* GIVEN RECORDS:
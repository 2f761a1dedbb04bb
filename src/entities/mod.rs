pub mod follows;
pub mod likes;
pub mod medias;
pub mod tweets;
pub mod users;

* PROBLEM TO SOLVE: Go through the records above and write each one out again exactly.

* RESPONSE:
repository 2f761a1dedbb04bb
filename src/entities/mod.rs
pub mod follows;
pub mod likes;
pub mod medias;
pub mod tweets;
pub mod users;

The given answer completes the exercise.